**Exercise objective:** From the data below, set down exactly the lines between the one holding "pub fn new()" and the one holding "if let Some(value)", inclusive, and no others.

**Listed records:**
//! Binary-counter reduction: fold n elements with a binary operation using only
//! O(log n) live intermediate values.
//!
//! The slot vector mirrors the bit pattern of the number of elements added so far:
//! slot i, when occupied, holds the reduction of a block of 2^i consecutive input
//! elements. Adding ripples a carry upward exactly like binary increment. For an
//! associative (not necessarily commutative) operation the left operand always
//! aggregates elements that came earlier in the input than the right operand's,
//! which is what lets merge-based uses stay stable.

pub struct BinaryReducer<T> {
    slots: Vec<Option<T>>,
}

impl<T> BinaryReducer<T> {
    pub fn new() -> Self {
        Self { slots: Vec::new() }
    }

    pub fn with_capacity(slots: usize) -> Self {
        Self {
            slots: Vec::with_capacity(slots),
        }
    }

    /// Adds one element. The operation combines as `op(earlier, later)`; it is
    /// applied once per occupied slot the carry passes.
    pub fn add<F>(&mut self, x: T, mut op: F)
    where
        F: FnMut(T, T) -> T,
    {
        let mut carry = x;
        for slot in &mut self.slots {
            match slot.take() {
                None => {
                    *slot = Some(carry);
                    return;
                }
                // The slot's block precedes everything the carry aggregates.
                Some(value) => carry = op(value, carry),
            }
        }
        self.slots.push(Some(carry));
    }

    /// Folds the occupied slots into the reduction of everything added, `None` if
    /// nothing was. Applies `op` at most (number of slots - 1) times; across n adds
    /// and the final reduce, `op` runs exactly n - 1 times in total.
    pub fn reduce<F>(self, mut op: F) -> Option<T>
    where
        F: FnMut(T, T) -> T,
    {
        let mut acc: Option<T> = None;
        for slot in self.slots {
            if let Some(value) = slot {
                // Higher slots hold earlier blocks, so the slot goes on the left.
                acc = Some(match acc {
                    None => value,
                    Some(acc) => op(value, acc),
                });
            }
        }
        acc
    }
}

**Task response:**
    pub fn new() -> Self {
        Self { slots: Vec::new() }
    }

    pub fn with_capacity(slots: usize) -> Self {
        Self {
            slots: Vec::with_capacity(slots),
        }
    }

    /// Adds one element. The operation combines as `op(earlier, later)`; it is
    /// applied once per occupied slot the carry passes.
    pub fn add<F>(&mut self, x: T, mut op: F)
    where
        F: FnMut(T, T) -> T,
    {
        let mut carry = x;
        for slot in &mut self.slots {
            match slot.take() {
                None => {
                    *slot = Some(carry);
                    return;
                }
                // The slot's block precedes everything the carry aggregates.
                Some(value) => carry = op(value, carry),
            }
        }
        self.slots.push(Some(carry));
    }

    /// Folds the occupied slots into the reduction of everything added, `None` if
    /// nothing was. Applies `op` at most (number of slots - 1) times; across n adds
    /// and the final reduce, `op` runs exactly n - 1 times in total.
    pub fn reduce<F>(self, mut op: F) -> Option<T>
    where
        F: FnMut(T, T) -> T,
    {
        let mut acc: Option<T> = None;
        for slot in self.slots {
            if let Some(value) = slot {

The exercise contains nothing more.